Limited data are available in regard to overdosage in humans. The most likely manifestation of overdosage would be hypotension and tachycardia; bradycardia could occur from parasympathetic (vagal) stimulation. If symptomatic hypotension should occur, supportive treatment should be instituted.

Neither losartan nor its active metabolite can be removed by hemodialysis.

11 DESCRIPTION

Losartan potassium is an angiotensin II receptor blocker acting on the AT 1 receptor subtype. Losartan potassium, a non-peptide molecule, is chemically described as 2-butyl-4-chloro-1-[ p -( o -1 H tetrazol-5-ylphenyl)benzyl]imidazole-5-methanol monopotassium salt.

Its molecular formula is C 22 H 22 ClKN 6 O, and its structural formula is:

Losapotatab1
(click image for full-size original)

Losartan potassium, USP is white to off-white powder with a molecular weight of 461.01. It is freely soluble in water; soluble in isopropyl alcohol; slightly soluble in acetonitrile. Oxidation of the 5-hydroxymethyl group on the imidazole ring results in the active metabolite of losartan.

Losartan potassium tablets, USP 25 mg, 50 mg and 100 mg contain potassium in the following amounts: 2.12 mg (0.054 mEq), 4.24 mg (0.108 mEq) and 8.48 mg (0.216 mEq), respectively.

Each losartan potassium tablet, USP intended for oral administration contains 25 mg or 50 mg or 100 mg of losartan potassium. In addition, each tablet contains the following inactive ingredients: colloidal silica anhydrous, hydroxypropyl cellulose (low substituted), hypromellose, lactose monohydrate, magnesium stearate, maize starch (corn starch), microcrystalline cellulose, polyethylene glycol, sodium starch glycolate, talc and titanium dioxide.

12 CLINICAL PHARMACOLOGY

12.1 Mechanism of Action

Angiotensin II [formed from angiotensin I in a reaction catalyzed by angiotensin converting enzyme (ACE, kininase II)] is a potent vasoconstrictor, the primary vasoactive hormone of the renin-angiotensin system, and an important component in the pathophysiology of hypertension. It also stimulates aldosterone secretion by the adrenal cortex. Losartan and its principal active metabolite block the vasoconstrictor and aldosterone-secreting effects of angiotensin II by selectively blocking the binding of angiotensin II to the AT 1 receptor found in many tissues, (e.g., vascular smooth muscle, adrenal gland). There is also an AT 2 receptor found in many tissues but it is not known to be associated with cardiovascular homeostasis. Neither losartan nor its principal active metabolite exhibits any partial agonist activity at the AT 1 receptor, and both have much greater affinity (about 1000-fold) for the AT 1 receptor than for the AT 2 receptor. In vitro binding studies indicate that losartan is a reversible, competitive inhibitor of the AT 1 receptor. The active metabolite is 10 to 40 times more potent by weight than losartan and appears to be a reversible, non-competitive inhibitor of the AT 1 receptor.

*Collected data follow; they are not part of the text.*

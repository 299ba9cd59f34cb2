// ==========================================
// 预算承诺控制引擎 - 调拨仓储
// ==========================================
// 状态变更由 `WHERE status = 'PENDING'` 保护:
// 调拨最多执行或取消一次
// ==========================================

use crate::domain::transfer::CreditTransfer;
use crate::domain::types::TransferStatus;
use crate::repository::error::{RepositoryError, RepositoryResult};
use crate::repository::row_utils::{
    datetime_to_sql, decimal_to_sql, get_datetime, get_decimal, get_enum, get_opt_datetime,
};
use chrono::NaiveDateTime;
use rusqlite::{params, Connection, OptionalExtension, Transaction};
use std::sync::{Arc, Mutex};

const SELECT_COLUMNS: &str = r#"
    SELECT transfer_id, code, exercice, from_budget_line_id, to_budget_line_id,
           amount, motif, status, requested_by, requested_at,
           executed_by, executed_at, cancelled_by, cancelled_at, cancel_reason
    FROM credit_transfer
"#;

pub struct TransferRepository {
    conn: Arc<Mutex<Connection>>,
}

impl TransferRepository {
    pub fn new(conn: Arc<Mutex<Connection>>) -> Self {
        Self { conn }
    }

    fn get_conn(&self) -> RepositoryResult<std::sync::MutexGuard<Connection>> {
        self.conn
            .lock()
            .map_err(|e| RepositoryError::LockError(e.to_string()))
    }

    // ==========================================
    // 写入
    // ==========================================

    /// 分配下一个 `VIR-{exercice}-{seq:04}` 编码并插入
    ///
    /// 编码分配与插入在同一事务中
    pub fn insert_with_next_code(&self, transfer: &mut CreditTransfer) -> RepositoryResult<String> {
        let mut conn = self.get_conn()?;
        let tx = conn.transaction()?;

        let count: i64 = tx.query_row(
            "SELECT COUNT(*) FROM credit_transfer WHERE exercice = ?",
            params![transfer.exercice],
            |row| row.get(0),
        )?;
        transfer.code = format!("VIR-{}-{:04}", transfer.exercice, count + 1);

        tx.execute(
            r#"INSERT INTO credit_transfer (
                   transfer_id, code, exercice, from_budget_line_id, to_budget_line_id,
                   amount, motif, status, requested_by, requested_at
               ) VALUES (?, ?, ?, ?, ?, ?, ?, ?, ?, ?)"#,
            params![
                transfer.transfer_id,
                transfer.code,
                transfer.exercice,
                transfer.from_budget_line_id,
                transfer.to_budget_line_id,
                decimal_to_sql(&transfer.amount),
                transfer.motif,
                transfer.status.to_db_str(),
                transfer.requested_by,
                datetime_to_sql(&transfer.requested_at),
            ],
        )?;

        tx.commit()?;
        Ok(transfer.code.clone())
    }

    /// PENDING -> EXECUTED
    ///
    /// # 返回
    /// - Ok(false): 调拨已不处于待执行状态
    pub fn mark_executed_tx(
        tx: &Transaction,
        transfer_id: &str,
        actor: &str,
        at: NaiveDateTime,
    ) -> RepositoryResult<bool> {
        let rows = tx.execute(
            r#"UPDATE credit_transfer
               SET status = ?, executed_by = ?, executed_at = ?
               WHERE transfer_id = ? AND status = ?"#,
            params![
                TransferStatus::Executed.to_db_str(),
                actor,
                datetime_to_sql(&at),
                transfer_id,
                TransferStatus::Pending.to_db_str(),
            ],
        )?;
        Ok(rows == 1)
    }

    /// PENDING -> CANCELLED
    ///
    /// # 返回
    /// - Ok(false): 调拨已不处于待执行状态
    pub fn mark_cancelled_tx(
        tx: &Transaction,
        transfer_id: &str,
        actor: &str,
        reason: &str,
        at: NaiveDateTime,
    ) -> RepositoryResult<bool> {
        let rows = tx.execute(
            r#"UPDATE credit_transfer
               SET status = ?, cancelled_by = ?, cancelled_at = ?, cancel_reason = ?
               WHERE transfer_id = ? AND status = ?"#,
            params![
                TransferStatus::Cancelled.to_db_str(),
                actor,
                datetime_to_sql(&at),
                reason,
                transfer_id,
                TransferStatus::Pending.to_db_str(),
            ],
        )?;
        Ok(rows == 1)
    }

    // ==========================================
    // 查询
    // ==========================================

    pub fn find_by_id(&self, transfer_id: &str) -> RepositoryResult<Option<CreditTransfer>> {
        let conn = self.get_conn()?;
        let sql = format!("{} WHERE transfer_id = ?", SELECT_COLUMNS);
        let transfer = conn
            .query_row(&sql, params![transfer_id], map_row)
            .optional()?;
        Ok(transfer)
    }

    /// 本年度调拨,可按状态过滤,按时间降序
    pub fn list(
        &self,
        exercice: i32,
        status: Option<TransferStatus>,
    ) -> RepositoryResult<Vec<CreditTransfer>> {
        let conn = self.get_conn()?;
        let sql = format!(
            "{} WHERE exercice = ?1 AND (?2 IS NULL OR status = ?2) \
             ORDER BY requested_at DESC, code DESC",
            SELECT_COLUMNS
        );
        let mut stmt = conn.prepare(&sql)?;
        let transfers = stmt
            .query_map(params![exercice, status.map(|s| s.to_db_str())], map_row)?
            .collect::<Result<Vec<_>, _>>()?;
        Ok(transfers)
    }

    /// 涉及某条预算线(任一方)的调拨,按时间降序
    pub fn list_by_line(&self, budget_line_id: &str) -> RepositoryResult<Vec<CreditTransfer>> {
        let conn = self.get_conn()?;
        let sql = format!(
            "{} WHERE from_budget_line_id = ?1 OR to_budget_line_id = ?1 \
             ORDER BY requested_at DESC, code DESC",
            SELECT_COLUMNS
        );
        let mut stmt = conn.prepare(&sql)?;
        let transfers = stmt
            .query_map(params![budget_line_id], map_row)?
            .collect::<Result<Vec<_>, _>>()?;
        Ok(transfers)
    }
}

fn map_row(row: &rusqlite::Row) -> rusqlite::Result<CreditTransfer> {
    Ok(CreditTransfer {
        transfer_id: row.get(0)?,
        code: row.get(1)?,
        exercice: row.get(2)?,
        from_budget_line_id: row.get(3)?,
        to_budget_line_id: row.get(4)?,
        amount: get_decimal(row, 5)?,
        motif: row.get(6)?,
        status: get_enum(row, 7, TransferStatus::from_str)?,
        requested_by: row.get(8)?,
        requested_at: get_datetime(row, 9)?,
        executed_by: row.get(10)?,
        executed_at: get_opt_datetime(row, 11)?,
        cancelled_by: row.get(12)?,
        cancelled_at: get_opt_datetime(row, 13)?,
        cancel_reason: row.get(14)?,
    })
}

#[cfg(test)]
mod tests {
    use super::*;
    use crate::domain::budget_line::{BudgetLine, NewBudgetLine};
    use crate::repository::budget_line_repo::BudgetLineRepository;
    use rust_decimal_macros::dec;

    fn setup() -> (Arc<Mutex<Connection>>, TransferRepository) {
        let conn = Connection::open_in_memory().unwrap();
        crate::db::configure_sqlite_connection(&conn).unwrap();
        crate::db::init_schema(&conn).unwrap();
        let conn = Arc::new(Mutex::new(conn));

        let lines = BudgetLineRepository::new(conn.clone());
        for (id, code) in [("BL1", "6011"), ("BL2", "6012")] {
            let input = NewBudgetLine {
                code: code.to_string(),
                label: code.to_string(),
                exercice: 2026,
                initial_allocation: dec!(1000),
            };
            lines
                .insert(&BudgetLine::from_new(
                    id.to_string(),
                    &input,
                    chrono::Utc::now().naive_utc(),
                ))
                .unwrap();
        }

        (conn.clone(), TransferRepository::new(conn))
    }

    fn pending(id: &str) -> CreditTransfer {
        CreditTransfer {
            transfer_id: id.to_string(),
            code: String::new(),
            exercice: 2026,
            from_budget_line_id: Some("BL1".to_string()),
            to_budget_line_id: "BL2".to_string(),
            amount: dec!(150.50),
            motif: "Reallocation".to_string(),
            status: TransferStatus::Pending,
            requested_by: "u1".to_string(),
            requested_at: chrono::Utc::now().naive_utc(),
            executed_by: None,
            executed_at: None,
            cancelled_by: None,
            cancelled_at: None,
            cancel_reason: None,
        }
    }

    #[test]
    fn test_codes_are_sequential_per_exercice() {
        let (_, repo) = setup();
        let mut t1 = pending("T1");
        let mut t2 = pending("T2");
        assert_eq!(repo.insert_with_next_code(&mut t1).unwrap(), "VIR-2026-0001");
        assert_eq!(repo.insert_with_next_code(&mut t2).unwrap(), "VIR-2026-0002");

        let found = repo.find_by_id("T2").unwrap().unwrap();
        assert_eq!(found.code, "VIR-2026-0002");
        assert_eq!(found.amount, dec!(150.50));
        assert!(found.is_pending());
    }

    #[test]
    fn test_execute_happens_once() {
        let (conn, repo) = setup();
        repo.insert_with_next_code(&mut pending("T1")).unwrap();

        let mut guard = conn.lock().unwrap();
        let tx = guard.transaction().unwrap();
        let now = chrono::Utc::now().naive_utc();
        assert!(TransferRepository::mark_executed_tx(&tx, "T1", "ctrl", now).unwrap());
        assert!(!TransferRepository::mark_executed_tx(&tx, "T1", "ctrl", now).unwrap());
        assert!(!TransferRepository::mark_cancelled_tx(&tx, "T1", "ctrl", "late", now).unwrap());
        tx.commit().unwrap();
        drop(guard);

        let found = repo.find_by_id("T1").unwrap().unwrap();
        assert_eq!(found.status, TransferStatus::Executed);
        assert_eq!(found.executed_by.as_deref(), Some("ctrl"));
    }

    #[test]
    fn test_list_filters_by_status_and_line() {
        let (conn, repo) = setup();
        repo.insert_with_next_code(&mut pending("T1")).unwrap();
        repo.insert_with_next_code(&mut pending("T2")).unwrap();
        {
            let mut guard = conn.lock().unwrap();
            let tx = guard.transaction().unwrap();
            TransferRepository::mark_cancelled_tx(
                &tx,
                "T1",
                "u1",
                "erreur de saisie",
                chrono::Utc::now().naive_utc(),
            )
            .unwrap();
            tx.commit().unwrap();
        }

        assert_eq!(repo.list(2026, None).unwrap().len(), 2);
        let pending_only = repo.list(2026, Some(TransferStatus::Pending)).unwrap();
        assert_eq!(pending_only.len(), 1);
        assert_eq!(pending_only[0].transfer_id, "T2");
        assert_eq!(repo.list_by_line("BL1").unwrap().len(), 2);
        assert!(repo.list(2025, None).unwrap().is_empty());
    }
}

Neither losartan nor its active metabolite inhibits ACE (kininase II, the enzyme that converts angiotensin I to angiotensin II and degrades bradykinin), nor do they bind to or block other hormone receptors or ion channels known to be important in cardiovascular regulation.

12.2 Pharmacodynamics

Losartan inhibits the pressor effect of angiotensin II (as well as angiotensin I) infusions. A dose of 100 mg inhibits the pressor effect by about 85% at peak with 25 to 40% inhibition persisting for 24 hours. Removal of the negative feedback of angiotensin II causes a doubling to tripling in plasma renin activity and consequent rise in angiotensin II plasma concentration in hypertensive patients. Losartan does not affect the response to bradykinin, whereas ACE inhibitors increase the response to bradykinin. Aldosterone plasma concentrations fall following losartan administration. In spite of the effect of losartan on aldosterone secretion, very little effect on serum potassium was observed.

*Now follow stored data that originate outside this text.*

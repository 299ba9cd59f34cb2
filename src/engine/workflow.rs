// ==========================================
// 预算承诺控制引擎 - 承诺工作流状态机
// ==========================================
// 迁移表(表外一律 InvalidTransition)
//
//   DRAFT     --submit-->   SUBMITTED   reserve
//   DRAFT     --cancel-->   CANCELLED
//   SUBMITTED --validate--> VALIDATED   convert   (ValidateCommitment 权限)
//   SUBMITTED --reject-->   REJECTED    release   (motif)
//   SUBMITTED --defer-->    DEFERRED    keep      (motif,可选 date_reprise)
//   SUBMITTED --cancel-->   CANCELLED   release   (motif)
//   DEFERRED  --resume-->   SUBMITTED   keep
//   DEFERRED  --cancel-->   CANCELLED   release   (motif)
//
// 申请的预留如何处理只由此表决定。
// ==========================================

use crate::domain::commitment::{Actor, CommitmentRequest, StatusChange};
use crate::domain::types::{Capability, CommitmentStatus};
use crate::engine::error::{CommitmentError, CommitmentResult};
use chrono::{NaiveDate, NaiveDateTime};
use serde::{Deserialize, Serialize};

// ==========================================
// WorkflowAction - 工作流动作
// ==========================================
#[derive(Debug, Clone, PartialEq, Eq, Serialize, Deserialize)]
#[serde(tag = "action", rename_all = "SCREAMING_SNAKE_CASE")]
pub enum WorkflowAction {
    Submit,
    Validate,
    Reject {
        motif: Option<String>,
    },
    Defer {
        motif: Option<String>,
        date_reprise: Option<NaiveDate>,
    },
    Resume,
    Cancel {
        motif: Option<String>,
    },
}

impl WorkflowAction {
    /// 动作成功后到达的状态
    pub fn target(&self) -> CommitmentStatus {
        match self {
            WorkflowAction::Submit | WorkflowAction::Resume => CommitmentStatus::Submitted,
            WorkflowAction::Validate => CommitmentStatus::Validated,
            WorkflowAction::Reject { .. } => CommitmentStatus::Rejected,
            WorkflowAction::Defer { .. } => CommitmentStatus::Deferred,
            WorkflowAction::Cancel { .. } => CommitmentStatus::Cancelled,
        }
    }

    pub fn name(&self) -> &'static str {
        match self {
            WorkflowAction::Submit => "submit",
            WorkflowAction::Validate => "validate",
            WorkflowAction::Reject { .. } => "reject",
            WorkflowAction::Defer { .. } => "defer",
            WorkflowAction::Resume => "resume",
            WorkflowAction::Cancel { .. } => "cancel",
        }
    }

    /// 去除首尾空白后非空的事由
    pub fn motif(&self) -> Option<&str> {
        match self {
            WorkflowAction::Reject { motif }
            | WorkflowAction::Defer { motif, .. }
            | WorkflowAction::Cancel { motif } => {
                motif.as_deref().map(str::trim).filter(|m| !m.is_empty())
            }
            _ => None,
        }
    }

    pub fn date_reprise(&self) -> Option<NaiveDate> {
        match self {
            WorkflowAction::Defer { date_reprise, .. } => *date_reprise,
            _ => None,
        }
    }

    fn requires_motif(&self) -> bool {
        matches!(
            self,
            WorkflowAction::Reject { .. }
                | WorkflowAction::Defer { .. }
                | WorkflowAction::Cancel { .. }
        )
    }

    fn required_capability(&self) -> Option<Capability> {
        match self {
            WorkflowAction::Validate => Some(Capability::ValidateCommitment),
            _ => None,
        }
    }
}

// ==========================================
// ReservationEffect - 预留效果
// ==========================================
#[derive(Debug, Clone, Copy, PartialEq, Eq, Serialize, Deserialize)]
#[serde(rename_all = "SCREAMING_SNAKE_CASE")]
pub enum ReservationEffect {
    Reserve,
    Keep,
    Release,
    Convert,
}

/// 已校验、可落库的迁移
#[derive(Debug, Clone)]
pub struct TransitionPlan {
    pub change: StatusChange,
    pub effect: ReservationEffect,
}

// ==========================================
// CommitmentWorkflow - 带守卫的分发器
// ==========================================
pub struct CommitmentWorkflow;

impl CommitmentWorkflow {
    /// 查迁移表
    ///
    /// # 错误
    /// - `InvalidTransition`: (from, action) 不在表中
    /// - `MissingField`: 该动作需要事由
    pub fn transition(
        from: CommitmentStatus,
        action: &WorkflowAction,
    ) -> CommitmentResult<CommitmentStatus> {
        Self::effect_of(from, action)?;
        if action.requires_motif() && action.motif().is_none() {
            return Err(CommitmentError::MissingField {
                field: "motif".to_string(),
            });
        }
        Ok(action.target())
    }

    /// 该迁移对预留的效果
    pub fn effect_of(
        from: CommitmentStatus,
        action: &WorkflowAction,
    ) -> CommitmentResult<ReservationEffect> {
        use CommitmentStatus::*;

        let effect = match (from, action) {
            (Draft, WorkflowAction::Submit) => ReservationEffect::Reserve,
            (Draft, WorkflowAction::Cancel { .. }) => ReservationEffect::Keep,
            (Submitted, WorkflowAction::Validate) => ReservationEffect::Convert,
            (Submitted, WorkflowAction::Reject { .. }) => ReservationEffect::Release,
            (Submitted, WorkflowAction::Defer { .. }) => ReservationEffect::Keep,
            (Submitted, WorkflowAction::Cancel { .. }) => ReservationEffect::Release,
            (Deferred, WorkflowAction::Resume) => ReservationEffect::Keep,
            (Deferred, WorkflowAction::Cancel { .. }) => ReservationEffect::Release,
            _ => {
                return Err(CommitmentError::InvalidTransition {
                    from,
                    to: action.target(),
                })
            }
        };
        Ok(effect)
    }

    /// 权限关口
    pub fn authorize(action: &WorkflowAction, actor: &Actor) -> CommitmentResult<()> {
        match action.required_capability() {
            Some(capability) if !actor.has(capability) => Err(CommitmentError::MissingCapability {
                actor: actor.user_id.clone(),
                capability,
            }),
            _ => Ok(()),
        }
    }

    /// 对单个申请的单个动作做完整检查
    ///
    /// 顺序: 迁移表、必填字段、权限
    pub fn plan(
        request: &CommitmentRequest,
        action: &WorkflowAction,
        actor: &Actor,
        at: NaiveDateTime,
    ) -> CommitmentResult<TransitionPlan> {
        let to = Self::transition(request.status, action)?;
        let effect = Self::effect_of(request.status, action)?;
        Self::authorize(action, actor)?;

        Ok(TransitionPlan {
            change: StatusChange {
                request_id: request.request_id.clone(),
                expected_revision: request.revision,
                from: request.status,
                to,
                actor: actor.user_id.clone(),
                at,
                motif: action.motif().map(str::to_string),
                date_reprise: action.date_reprise(),
                verdict_snapshot_json: None,
            },
            effect,
        })
    }
}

The effect of losartan is substantially present within one week but in some studies the maximal effect occurred in 3 to 6 weeks. In long-term follow-up studies (without placebo control) the effect of losartan appeared to be maintained for up to a year. There is no apparent rebound effect after abrupt withdrawal of losartan. There was essentially no change in average heart rate in losartan-treated patients in controlled trials.